Tonight’s tunes are being brought to me by a band that have astounded me for many reasons. Firstly, it’s black metal that I actually quite like. Secondly, for the genre, it’s pretty exploratory, and has some interesting use of instruments that you wouldn’t usually expect. But thirdly, and most importantly, it’s an album that, if the laws of this band’s origins were able to find the source, would see its makers being tried and sentenced to death.
Under Saudi Islamic law, this sort of music is strictly prohibited. Seen, as the work of the devil against the powers of righteousness, purveyors of metal are outcasts at best, which makes the fact that this is Al-Namrood’s 8th full length release all the more astonishing.
The album is recorded in lo-fi, but given the circumstances, that’s understandable. The band, who remain anonymous and have never performed live in order to protect their identity, are doing this under the cloak of darkness, with minimal equipment, in unsuitable spaces that would not be found or investigated. If they were found, that would be the end, no matter how much pleading forgiveness they did. There are no words to describe the sheer admiration that you have to have for that. How many musicians are prepared to say they would die for their art, and actually mean it?

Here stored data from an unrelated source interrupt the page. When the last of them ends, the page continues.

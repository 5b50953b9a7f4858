//! Filesystem-backed storage for ideas, tasks, and iterations.
//!
//! # Layout
//!
//! ```text
//! <base-dir>/
//! ├── ideas/ideas.jsonl              one IdeaRecord per line, append-only
//! ├── iterations/<ts>_iteration.json one IterationLog per executed iteration
//! ├── snapshots/
//! └── state/
//!     ├── tasks.json                 the task queue
//!     └── iteration_state.json       counts + stagnation history
//! ```

pub mod iteration_state;

pub use iteration_state::{IterationState, StatePersistence, STATE_FILENAME};

use std::collections::HashSet;
use std::fs::OpenOptions;
use std::io::{BufRead, BufReader, Write};
use std::path::{Path, PathBuf};

use chrono::Utc;
use tracing::{debug, warn};

use crate::error::Result;
use crate::models::{IdeaRecord, IterationLog, Task};

/// Suffix of iteration log filenames.
pub const ITERATION_SUFFIX: &str = "_iteration.json";

/// Root of all persisted loop data.
#[derive(Debug, Clone)]
pub struct StateStore {
    base_dir: PathBuf,
    state: StatePersistence,
}

impl StateStore {
    /// Create a store rooted at `base_dir`. Nothing is touched on disk.
    #[must_use]
    pub fn new<P: AsRef<Path>>(base_dir: P) -> Self {
        let base_dir = base_dir.as_ref().to_path_buf();
        let state = StatePersistence::new(base_dir.join("state"));
        Self { base_dir, state }
    }

    /// Root directory.
    #[must_use]
    pub fn base_dir(&self) -> &Path {
        &self.base_dir
    }

    /// `ideas/`
    #[must_use]
    pub fn ideas_dir(&self) -> PathBuf {
        self.base_dir.join("ideas")
    }

    /// `iterations/`
    #[must_use]
    pub fn iterations_dir(&self) -> PathBuf {
        self.base_dir.join("iterations")
    }

    /// `snapshots/`
    #[must_use]
    pub fn snapshots_dir(&self) -> PathBuf {
        self.base_dir.join("snapshots")
    }

    /// `state/`
    #[must_use]
    pub fn state_dir(&self) -> PathBuf {
        self.base_dir.join("state")
    }

    /// `state/tasks.json`
    #[must_use]
    pub fn tasks_file(&self) -> PathBuf {
        self.state_dir().join("tasks.json")
    }

    /// `ideas/ideas.jsonl`
    #[must_use]
    pub fn ideas_file(&self) -> PathBuf {
        self.ideas_dir().join("ideas.jsonl")
    }

    /// `state/iteration_state.json`
    #[must_use]
    pub fn iteration_state_file(&self) -> PathBuf {
        self.state.state_path()
    }

    /// Create the directory layout and seed empty state files.
    ///
    /// Existing files are left untouched.
    pub fn ensure_layout(&self) -> Result<()> {
        for dir in [
            self.base_dir.clone(),
            self.ideas_dir(),
            self.iterations_dir(),
            self.snapshots_dir(),
            self.state_dir(),
        ] {
            std::fs::create_dir_all(&dir)?;
        }

        if !self.tasks_file().exists() {
            std::fs::write(self.tasks_file(), "[]")?;
        }
        if !self.state.exists() {
            self.state.save(&IterationState::default())?;
        }
        Ok(())
    }

    // =========================================================================
    // Tasks
    // =========================================================================

    /// Load the task queue. A missing file is an empty queue.
    pub fn load_tasks(&self) -> Result<Vec<Task>> {
        let path = self.tasks_file();
        if !path.exists() {
            return Ok(Vec::new());
        }
        let content = std::fs::read_to_string(&path)?;
        Ok(serde_json::from_str(&content)?)
    }

    /// Replace the task queue on disk.
    pub fn save_tasks(&self, tasks: &[Task]) -> Result<()> {
        std::fs::create_dir_all(self.state_dir())?;
        let path = self.tasks_file();
        let temp_path = path.with_extension("json.tmp");
        std::fs::write(&temp_path, serde_json::to_string_pretty(tasks)?)?;
        std::fs::rename(&temp_path, &path)?;
        debug!("Saved {} tasks", tasks.len());
        Ok(())
    }

    // =========================================================================
    // Ideas
    // =========================================================================

    /// Append idea records as JSON lines.
    pub fn append_ideas(&self, ideas: &[IdeaRecord]) -> Result<()> {
        if ideas.is_empty() {
            return Ok(());
        }
        std::fs::create_dir_all(self.ideas_dir())?;
        let mut file = OpenOptions::new()
            .create(true)
            .append(true)
            .open(self.ideas_file())?;
        for idea in ideas {
            writeln!(file, "{}", serde_json::to_string(idea)?)?;
        }
        Ok(())
    }

    /// All stored records whose id is in `ids`, in file order.
    ///
    /// Revisions of one idea share an id, so the last match is the newest.
    /// Malformed lines are skipped.
    pub fn load_ideas_by_ids<I, S>(&self, ids: I) -> Result<Vec<IdeaRecord>>
    where
        I: IntoIterator<Item = S>,
        S: AsRef<str>,
    {
        let path = self.ideas_file();
        if !path.exists() {
            return Ok(Vec::new());
        }

        let wanted: HashSet<String> = ids.into_iter().map(|s| s.as_ref().to_string()).collect();
        let reader = BufReader::new(std::fs::File::open(&path)?);
        let mut matches = Vec::new();

        for (index, line) in reader.lines().enumerate() {
            let line = line?;
            if line.trim().is_empty() {
                continue;
            }
            match serde_json::from_str::<IdeaRecord>(&line) {
                Ok(idea) if wanted.contains(&idea.id) => matches.push(idea),
                Ok(_) => {}
                Err(e) => warn!("Skipping malformed idea on line {}: {}", index + 1, e),
            }
        }
        Ok(matches)
    }

    /// Newest stored revision of one idea.
    pub fn latest_idea(&self, id: &str) -> Result<Option<IdeaRecord>> {
        Ok(self.load_ideas_by_ids([id])?.pop())
    }

    // =========================================================================
    // Iteration logs
    // =========================================================================

    /// Write one iteration log and return its path.
    pub fn record_iteration(&self, iteration: &IterationLog) -> Result<PathBuf> {
        std::fs::create_dir_all(self.iterations_dir())?;
        let timestamp = Utc::now().format("%Y%m%d_%H%M%S_%9f");
        let path = self
            .iterations_dir()
            .join(format!("{}{}", timestamp, ITERATION_SUFFIX));
        std::fs::write(&path, serde_json::to_string_pretty(iteration)?)?;
        Ok(path)
    }

    /// Path of the newest iteration log, if any.
    pub fn latest_iteration(&self) -> Result<Option<PathBuf>> {
        let dir = self.iterations_dir();
        if !dir.exists() {
            return Ok(None);
        }
        let mut candidates: Vec<PathBuf> = std::fs::read_dir(&dir)?
            .filter_map(|entry| entry.ok().map(|e| e.path()))
            .filter(|path| {
                path.file_name()
                    .and_then(|n| n.to_str())
                    .is_some_and(|n| n.ends_with(ITERATION_SUFFIX))
            })
            .collect();
        candidates.sort();
        Ok(candidates.pop())
    }

    // =========================================================================
    // Iteration state
    // =========================================================================

    /// Load counts and stagnation history, starting fresh on corruption.
    #[must_use]
    pub fn load_iteration_state(&self) -> IterationState {
        self.state.load_or_default()
    }

    /// Persist counts and stagnation history.
    pub fn save_iteration_state(&self, state: &IterationState) -> Result<()> {
        self.state.save(state)
    }
}

#[cfg(test)]
mod tests {
    use super::*;
    use crate::iteration::Mode;
    use crate::models::TaskType;
    use tempfile::TempDir;

    fn idea(id: &str, summary: &str) -> IdeaRecord {
        serde_json::from_value(serde_json::json!({
            "id": id,
            "title": "Sample",
            "summary": summary,
            "novelty_score": 0.7,
        }))
        .unwrap()
    }

    #[test]
    fn test_ensure_layout() {
        let temp = TempDir::new().unwrap();
        let store = StateStore::new(temp.path());
        store.ensure_layout().unwrap();

        assert!(temp.path().join("state/tasks.json").exists());
        assert!(temp.path().join("state/iteration_state.json").exists());
        assert!(temp.path().join("ideas").is_dir());
        assert!(temp.path().join("iterations").is_dir());
        assert!(temp.path().join("snapshots").is_dir());
        assert!(store.load_tasks().unwrap().is_empty());
    }

    #[test]
    fn test_ensure_layout_keeps_existing_tasks() {
        let temp = TempDir::new().unwrap();
        let store = StateStore::new(temp.path());
        store.ensure_layout().unwrap();
        store
            .save_tasks(&[Task::new("1", TaskType::Plan, 10)])
            .unwrap();

        store.ensure_layout().unwrap();
        assert_eq!(store.load_tasks().unwrap().len(), 1);
    }

    #[test]
    fn test_task_round_trip() {
        let temp = TempDir::new().unwrap();
        let store = StateStore::new(temp.path());
        store.ensure_layout().unwrap();

        store
            .save_tasks(&[Task::new("1", TaskType::Plan, 10).with_note("seed")])
            .unwrap();
        let loaded = store.load_tasks().unwrap();
        assert_eq!(loaded[0].id, "1");
        assert_eq!(loaded[0].note(), Some("seed"));
    }

    #[test]
    fn test_ideas_append_and_lookup() {
        let temp = TempDir::new().unwrap();
        let store = StateStore::new(temp.path());
        store.ensure_layout().unwrap();

        store
            .append_ideas(&[idea("idea-1", "first"), idea("idea-2", "other")])
            .unwrap();
        store.append_ideas(&[idea("idea-1", "revised")]).unwrap();

        let content = std::fs::read_to_string(store.ideas_file()).unwrap();
        assert!(content.contains("idea-1"));

        let found = store.load_ideas_by_ids(["idea-1"]).unwrap();
        assert_eq!(found.len(), 2);
        assert_eq!(store.latest_idea("idea-1").unwrap().unwrap().summary, "revised");
        assert!(store.latest_idea("missing").unwrap().is_none());
    }

    #[test]
    fn test_ideas_skip_malformed_lines() {
        let temp = TempDir::new().unwrap();
        let store = StateStore::new(temp.path());
        store.ensure_layout().unwrap();

        store.append_ideas(&[idea("idea-1", "ok")]).unwrap();
        let mut file = OpenOptions::new()
            .append(true)
            .open(store.ideas_file())
            .unwrap();
        writeln!(file, "{{broken").unwrap();

        assert_eq!(store.load_ideas_by_ids(["idea-1"]).unwrap().len(), 1);
    }

    #[test]
    fn test_record_and_latest_iteration() {
        let temp = TempDir::new().unwrap();
        let store = StateStore::new(temp.path());
        store.ensure_layout().unwrap();

        assert!(store.latest_iteration().unwrap().is_none());

        let first = store
            .record_iteration(&IterationLog::new("iter-1", Mode::Explore, "note"))
            .unwrap();
        let second = store
            .record_iteration(&IterationLog::new("iter-2", Mode::Deepen, "note"))
            .unwrap();

        assert!(first.exists());
        assert_ne!(first, second);
        assert_eq!(store.latest_iteration().unwrap(), Some(second));
    }

    #[test]
    fn test_iteration_state_round_trip() {
        let temp = TempDir::new().unwrap();
        let store = StateStore::new(temp.path());
        store.ensure_layout().unwrap();

        let mut state = store.load_iteration_state();
        state.counts.record(Mode::Deepen);
        store.save_iteration_state(&state).unwrap();

        assert_eq!(store.load_iteration_state().counts.deepen_count, 1);
    }
}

Wala’at is an intense soundscape, full of middle eastern themes and ethnic instruments. This is both very interesting musically, and also mildly disturbing, as its discordant nature adds something eerie to the overbearing emotion that this album inspires… Fear. It feels out of control, like it could all collapse at any moment. The pace of the drums, the insane tortured vocals, and the repetitive melody motifs conjure up an image of the woeful madness of the oppressed. It’s both painful and beautiful to listen to, all at the same time. I have heard many a black metal band from leafy middle England try to create the same atmosphere that Al-Namrood do with this release, but somehow it just doesn’t have the same effect when you know they can go home and cuddle up under their snoopy blanket with a cup of cocoa that their mum made for them.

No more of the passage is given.